TASK OBJECTIVE
Restate all of the data precisely, omitting nothing.

(Stored data)
[Start of section]

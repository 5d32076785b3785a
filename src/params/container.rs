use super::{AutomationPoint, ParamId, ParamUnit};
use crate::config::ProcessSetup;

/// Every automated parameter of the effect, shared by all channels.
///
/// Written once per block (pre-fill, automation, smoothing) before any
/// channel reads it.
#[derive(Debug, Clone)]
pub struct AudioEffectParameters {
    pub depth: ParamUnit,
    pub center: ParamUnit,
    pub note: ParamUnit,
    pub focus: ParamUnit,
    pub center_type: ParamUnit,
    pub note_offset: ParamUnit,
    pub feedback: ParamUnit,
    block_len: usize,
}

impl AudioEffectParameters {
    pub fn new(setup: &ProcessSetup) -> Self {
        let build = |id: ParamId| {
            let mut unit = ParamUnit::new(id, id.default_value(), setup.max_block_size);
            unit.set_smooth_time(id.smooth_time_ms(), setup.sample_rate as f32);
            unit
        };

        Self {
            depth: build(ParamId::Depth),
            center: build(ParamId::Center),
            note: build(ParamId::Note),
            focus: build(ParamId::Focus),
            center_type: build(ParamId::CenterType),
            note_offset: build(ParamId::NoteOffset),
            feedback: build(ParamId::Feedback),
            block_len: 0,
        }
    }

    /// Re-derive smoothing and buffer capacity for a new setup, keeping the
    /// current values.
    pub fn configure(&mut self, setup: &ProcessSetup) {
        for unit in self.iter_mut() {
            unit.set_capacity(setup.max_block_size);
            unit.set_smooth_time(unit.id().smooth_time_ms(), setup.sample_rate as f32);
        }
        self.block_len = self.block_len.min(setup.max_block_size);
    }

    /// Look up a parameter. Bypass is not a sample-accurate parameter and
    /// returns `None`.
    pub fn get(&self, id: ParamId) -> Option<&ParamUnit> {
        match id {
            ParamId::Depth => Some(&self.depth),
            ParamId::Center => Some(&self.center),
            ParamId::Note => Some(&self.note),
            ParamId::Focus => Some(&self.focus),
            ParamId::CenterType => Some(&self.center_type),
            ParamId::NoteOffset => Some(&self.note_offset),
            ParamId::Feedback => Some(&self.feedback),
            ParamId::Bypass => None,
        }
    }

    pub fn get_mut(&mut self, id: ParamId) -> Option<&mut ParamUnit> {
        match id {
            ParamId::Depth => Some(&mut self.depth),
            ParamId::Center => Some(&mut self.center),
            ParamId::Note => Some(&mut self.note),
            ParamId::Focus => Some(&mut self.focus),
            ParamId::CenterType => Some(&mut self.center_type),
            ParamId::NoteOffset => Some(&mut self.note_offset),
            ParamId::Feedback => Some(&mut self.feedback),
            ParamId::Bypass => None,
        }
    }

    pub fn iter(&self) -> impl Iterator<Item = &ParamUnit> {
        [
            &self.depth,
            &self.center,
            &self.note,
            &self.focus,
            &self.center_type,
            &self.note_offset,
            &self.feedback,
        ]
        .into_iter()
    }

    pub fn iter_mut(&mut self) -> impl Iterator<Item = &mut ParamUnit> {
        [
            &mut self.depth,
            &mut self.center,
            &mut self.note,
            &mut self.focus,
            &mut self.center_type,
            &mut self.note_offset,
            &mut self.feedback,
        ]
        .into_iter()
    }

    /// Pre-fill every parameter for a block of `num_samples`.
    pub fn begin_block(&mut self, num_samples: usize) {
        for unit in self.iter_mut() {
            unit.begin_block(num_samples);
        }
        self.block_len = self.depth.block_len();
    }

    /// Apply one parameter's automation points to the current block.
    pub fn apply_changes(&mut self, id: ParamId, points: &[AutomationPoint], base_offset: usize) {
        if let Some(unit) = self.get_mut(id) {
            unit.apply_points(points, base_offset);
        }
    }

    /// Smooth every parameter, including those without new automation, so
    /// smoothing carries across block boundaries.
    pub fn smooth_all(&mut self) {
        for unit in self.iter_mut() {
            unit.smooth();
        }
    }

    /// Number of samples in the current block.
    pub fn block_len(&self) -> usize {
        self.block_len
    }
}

[End of section]

ANSWER TO THIS EXERCISE
repository 5d32076785b3785a
filename src/params/container.rs
use super::{AutomationPoint, ParamId, ParamUnit};
use crate::config::ProcessSetup;

/// Every automated parameter of the effect, shared by all channels.
///
/// Written once per block (pre-fill, automation, smoothing) before any
/// channel reads it.
#[derive(Debug, Clone)]
pub struct AudioEffectParameters {
    pub depth: ParamUnit,
    pub center: ParamUnit,
    pub note: ParamUnit,
    pub focus: ParamUnit,
    pub center_type: ParamUnit,
    pub note_offset: ParamUnit,
    pub feedback: ParamUnit,
    block_len: usize,
}

impl AudioEffectParameters {
    pub fn new(setup: &ProcessSetup) -> Self {
        let build = |id: ParamId| {
            let mut unit = ParamUnit::new(id, id.default_value(), setup.max_block_size);
            unit.set_smooth_time(id.smooth_time_ms(), setup.sample_rate as f32);
            unit
        };

        Self {
            depth: build(ParamId::Depth),
            center: build(ParamId::Center),
            note: build(ParamId::Note),
            focus: build(ParamId::Focus),
            center_type: build(ParamId::CenterType),
            note_offset: build(ParamId::NoteOffset),
            feedback: build(ParamId::Feedback),
            block_len: 0,
        }
    }

    /// Re-derive smoothing and buffer capacity for a new setup, keeping the
    /// current values.
    pub fn configure(&mut self, setup: &ProcessSetup) {
        for unit in self.iter_mut() {
            unit.set_capacity(setup.max_block_size);
            unit.set_smooth_time(unit.id().smooth_time_ms(), setup.sample_rate as f32);
        }
        self.block_len = self.block_len.min(setup.max_block_size);
    }

    /// Look up a parameter. Bypass is not a sample-accurate parameter and
    /// returns `None`.
    pub fn get(&self, id: ParamId) -> Option<&ParamUnit> {
        match id {
            ParamId::Depth => Some(&self.depth),
            ParamId::Center => Some(&self.center),
            ParamId::Note => Some(&self.note),
            ParamId::Focus => Some(&self.focus),
            ParamId::CenterType => Some(&self.center_type),
            ParamId::NoteOffset => Some(&self.note_offset),
            ParamId::Feedback => Some(&self.feedback),
            ParamId::Bypass => None,
        }
    }

    pub fn get_mut(&mut self, id: ParamId) -> Option<&mut ParamUnit> {
        match id {
            ParamId::Depth => Some(&mut self.depth),
            ParamId::Center => Some(&mut self.center),
            ParamId::Note => Some(&mut self.note),
            ParamId::Focus => Some(&mut self.focus),
            ParamId::CenterType => Some(&mut self.center_type),
            ParamId::NoteOffset => Some(&mut self.note_offset),
            ParamId::Feedback => Some(&mut self.feedback),
            ParamId::Bypass => None,
        }
    }

    pub fn iter(&self) -> impl Iterator<Item = &ParamUnit> {
        [
            &self.depth,
            &self.center,
            &self.note,
            &self.focus,
            &self.center_type,
            &self.note_offset,
            &self.feedback,
        ]
        .into_iter()
    }

    pub fn iter_mut(&mut self) -> impl Iterator<Item = &mut ParamUnit> {
        [
            &mut self.depth,
            &mut self.center,
            &mut self.note,
            &mut self.focus,
            &mut self.center_type,
            &mut self.note_offset,
            &mut self.feedback,
        ]
        .into_iter()
    }

    /// Pre-fill every parameter for a block of `num_samples`.
    pub fn begin_block(&mut self, num_samples: usize) {
        for unit in self.iter_mut() {
            unit.begin_block(num_samples);
        }
        self.block_len = self.depth.block_len();
    }

    /// Apply one parameter's automation points to the current block.
    pub fn apply_changes(&mut self, id: ParamId, points: &[AutomationPoint], base_offset: usize) {
        if let Some(unit) = self.get_mut(id) {
            unit.apply_points(points, base_offset);
        }
    }

    /// Smooth every parameter, including those without new automation, so
    /// smoothing carries across block boundaries.
    pub fn smooth_all(&mut self) {
        for unit in self.iter_mut() {
            unit.smooth();
        }
    }

    /// Number of samples in the current block.
    pub fn block_len(&self) -> usize {
        self.block_len
    }
}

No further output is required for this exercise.